Twelve years, and four psychiatrists!
Four?
I kept biting them!
Why?
They said you weren't real.
Sunday, May 11
Wagon Age Edition
Top Story
- Microsoft is planning an update to Windows 11 with a less terrible version of the start menu. (Thurrott)
Don't worry, all the other terrible features are still there.
- Meanwhile, Teams is basically Skype.
I installed the free app for work. It's... Not horrible.
Tech News
- AMD is changing sockets for its next-generation server CPUs. (Tom's Hardware)
Two sockets, in fact. The low-end SP8 supporting up to 96 Zen 6 cores or 128 Zen 6c cores, and the high-end SP7 supporting up to 256 Zen 6c cores.
I don't know why SP7 is bigger than SP8. It just is.
No specific word on whether the current AM5 desktop socket will support the next generation of desktop CPUs, but probably. AMD's own history suggests it will only change once DDR6 memory is available, which will be a couple of years yet.

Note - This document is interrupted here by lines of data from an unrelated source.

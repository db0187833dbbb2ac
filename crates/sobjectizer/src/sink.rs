// SPDX-License-Identifier: BUSL-1.1
// Copyright (c) 2026 Alfred Jean LLC

//! Message sinks: the receiving end a mbox hands a resolved message to.
//! Every subscriber a mbox knows about is, under the hood, a
//! [`MessageSink`] — usually an [`AgentSink`] that turns a delivery into an
//! [`crate::demand::ExecutionDemand`] on the owning agent's queue (spec §3,
//! §4.1; supplemented from `dev/so_5/msinks/transform_then_redirect.hpp`).

use std::sync::Arc;

use crate::agent::AgentId;
use crate::demand::{DemandQueue, ExecutionDemand, HandlerSelector};
use crate::error::Result;
use crate::limit::{LimitTable, ReserveOutcome};
use crate::mbox::{MboxDirectory, MboxId, MboxKind};
use crate::message::{MessageRef, MessageType};
use crate::trace::{MboxDescriptor, Tracer};

/// Anything a mbox can hand a resolved [`MessageRef`] to.
pub trait MessageSink: Send + Sync {
    fn push_event(&self, message: MessageRef) -> Result<()>;

    /// Adapts this sink into the plain closure shape [`crate::mbox::SubscriberHandle`]
    /// stores, so mboxes never need to know about `MessageSink` itself.
    fn into_push_fn(self: Arc<Self>) -> Arc<dyn Fn(MessageRef) -> Result<()> + Send + Sync>
    where
        Self: 'static,
    {
        Arc::new(move |message| self.push_event(message))
    }
}

/// The ordinary case: delivery becomes one [`ExecutionDemand`] enqueued on
/// the owning agent's [`DemandQueue`] — unless this subscriber's own message
/// limit (keyed by `(agent, msg_type)`, spec §3/§4.3) is already exhausted,
/// in which case the configured [`crate::limit::OverlimitReaction`] runs
/// instead. Each `AgentSink` owns its subscriber's share of the mbox's
/// [`LimitTable`] — it never touches another subscriber's counter.
pub struct AgentSink {
    pub agent: AgentId,
    pub mbox_id: MboxId,
    pub mbox_kind: MboxKind,
    pub msg_type: MessageType,
    pub selector: HandlerSelector,
    pub queue: Arc<DemandQueue>,
    pub limits: Arc<LimitTable>,
    pub directory: MboxDirectory,
    pub tracer: Arc<dyn Tracer>,
}

impl MessageSink for AgentSink {
    fn push_event(&self, message: MessageRef) -> Result<()> {
        match self.limits.try_reserve(self.agent, self.msg_type.rank()) {
            ReserveOutcome::Admitted => {
                self.queue.push(ExecutionDemand {
                    agent: self.agent,
                    mbox_id: self.mbox_id,
                    msg_type: Some(self.msg_type),
                    message: Some(message),
                    selector: self.selector,
                });
                Ok(())
            }
            ReserveOutcome::Overlimit(reaction) => crate::limit::apply_overlimit(
                reaction,
                &message,
                MboxDescriptor { id: self.mbox_id, kind: self.mbox_kind },
                &self.tracer,
                &self.directory,
            ),
        }
    }
}

/// Decorates an inner sink with a transformation applied before forwarding
/// (spec supplement: `msinks::transform_then_redirect`). Used by
/// `Agent::transform_in` to reshape one mbox's message into a different
/// type for a single subscriber without an intermediate agent, and by the
/// message-limit `transform` overlimit reaction's subscribe-time sibling.
///
/// Returning `None` from the transform suppresses delivery entirely.
pub struct TransformThenRedirectSink<F> {
    inner: Arc<dyn MessageSink>,
    transform: F,
}

impl<F> TransformThenRedirectSink<F>
where
    F: Fn(&MessageRef) -> Option<MessageRef> + Send + Sync,
{
    pub fn new(inner: Arc<dyn MessageSink>, transform: F) -> Self {
        Self { inner, transform }
    }
}

impl<F> MessageSink for TransformThenRedirectSink<F>
where
    F: Fn(&MessageRef) -> Option<MessageRef> + Send + Sync,
{
    fn push_event(&self, message: MessageRef) -> Result<()> {
        match (self.transform)(&message) {
            Some(transformed) => self.inner.push_event(transformed),
            None => Ok(()),
        }
    }
}

/// One sink bound to one subscription — the common case returned by
/// `Agent::subscribe`.
pub struct SingleSinkBinding {
    pub sink: Arc<dyn MessageSink>,
}

impl SingleSinkBinding {
    pub fn new(sink: Arc<dyn MessageSink>) -> Self {
        Self { sink }
    }
}

/// Several sinks bound together under one logical subscription — used when
/// `Agent::transform_in` fans one incoming message type out to more than one
/// locally-defined handler without re-subscribing to the source mbox per
/// handler.
pub struct MultiSinkBinding {
    pub sinks: Vec<Arc<dyn MessageSink>>,
}

impl MultiSinkBinding {
    pub fn new() -> Self {
        Self { sinks: Vec::new() }
    }

    pub fn push(&mut self, sink: Arc<dyn MessageSink>) {
        self.sinks.push(sink);
    }
}

impl Default for MultiSinkBinding {
    fn default() -> Self {
        Self::new()
    }
}

#[cfg(test)]
mod tests {
    use super::*;
    use crate::message::{MessageInstance, Mutability};
    use std::sync::atomic::{AtomicU32, Ordering};

    struct CountingSink(AtomicU32);

    impl MessageSink for CountingSink {
        fn push_event(&self, _message: MessageRef) -> Result<()> {
            self.0.fetch_add(1, Ordering::AcqRel);
            Ok(())
        }
    }

    #[test]
    fn transform_then_redirect_forwards_transformed_message() {
        let inner = Arc::new(CountingSink(AtomicU32::new(0)));
        let sink = TransformThenRedirectSink::new(inner.clone(), |m: &MessageRef| Some(m.clone()));
        let msg = Arc::new(MessageInstance::new_message(1u32, Mutability::Immutable));
        sink.push_event(msg).unwrap();
        assert_eq!(inner.0.load(Ordering::Acquire), 1);
    }

    #[test]
    fn transform_returning_none_suppresses_delivery() {
        let inner = Arc::new(CountingSink(AtomicU32::new(0)));
        let sink = TransformThenRedirectSink::new(inner.clone(), |_: &MessageRef| None);
        let msg = Arc::new(MessageInstance::new_message(1u32, Mutability::Immutable));
        sink.push_event(msg).unwrap();
        assert_eq!(inner.0.load(Ordering::Acquire), 0);
    }
}
// SPDX-License-Identifier: BUSL-1.1
// Copyright (c) 2026 Alfred Jean LLC

//! Insertion-sorted list timer queue: O(n) schedule but no heap-sift
//! overhead, suited to many long-lived timers with few expirations (spec
//! §4.7) — most insertions land near the tail (far-future deadlines), most
//! pops come from the head, so the common case stays cheap even without a
//! tree.

use std::collections::VecDeque;
use std::time::Instant;

use super::TimerQueue;

pub struct ListQueue {
    entries: VecDeque<(Instant, u64)>,
}

impl ListQueue {
    pub fn new() -> Self {
        Self { entries: VecDeque::new() }
    }
}

impl Default for ListQueue {
    fn default() -> Self {
        Self::new()
    }
}

impl TimerQueue for ListQueue {
    fn push(&mut self, seq: u64, deadline: Instant) {
        let pos = self.entries.iter().rposition(|(d, _)| *d <= deadline).map(|i| i + 1).unwrap_or(0);
        self.entries.insert(pos, (deadline, seq));
    }

    fn pop_min(&mut self) -> Option<(u64, Instant)> {
        self.entries.pop_front().map(|(d, seq)| (seq, d))
    }

    fn peek_min_deadline(&self) -> Option<Instant> {
        self.entries.front().map(|(d, _)| *d)
    }

    fn len(&self) -> usize {
        self.entries.len()
    }
}

#[cfg(test)]
mod tests {
    use super::*;
    use std::time::Duration;

    #[test]
    fn maintains_sorted_order_on_out_of_order_insertion() {
        let base = Instant::now();
        let mut q = ListQueue::new();
        q.push(1, base + Duration::from_millis(30));
        q.push(2, base + Duration::from_millis(10));
        q.push(3, base + Duration::from_millis(20));

        assert_eq!(q.pop_min().unwrap().0, 2);
        assert_eq!(q.pop_min().unwrap().0, 3);
        assert_eq!(q.pop_min().unwrap().0, 1);
    }

    #[test]
    fn empty_queue_has_no_min_deadline() {
        let q = ListQueue::new();
        assert!(q.peek_min_deadline().is_none());
    }
}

- Google will pay Texas a $1.4 billion settlement over collecting Texans' data without permission. (AP News)
And they promise not to do it again, pinky swear.
- The Beelink Me Mini NAS is now available starting at $329 including a 2TB SSD. (Liliputing)
It has an Intel N150 CPU - not fast, but it gets the job done, 12GB of soldered RAM, two 2.5Gb Ethernet ports, three USB ports, HDMI, and six M.2 slots.
Those slots mostly only support PCIe 3.0 x1, but even that is enough for a single SSD to flood both network ports.
- There's a new stupid TikTok trend that is actually less likely than others to leave children dead or in jail. (Tom's Hardware)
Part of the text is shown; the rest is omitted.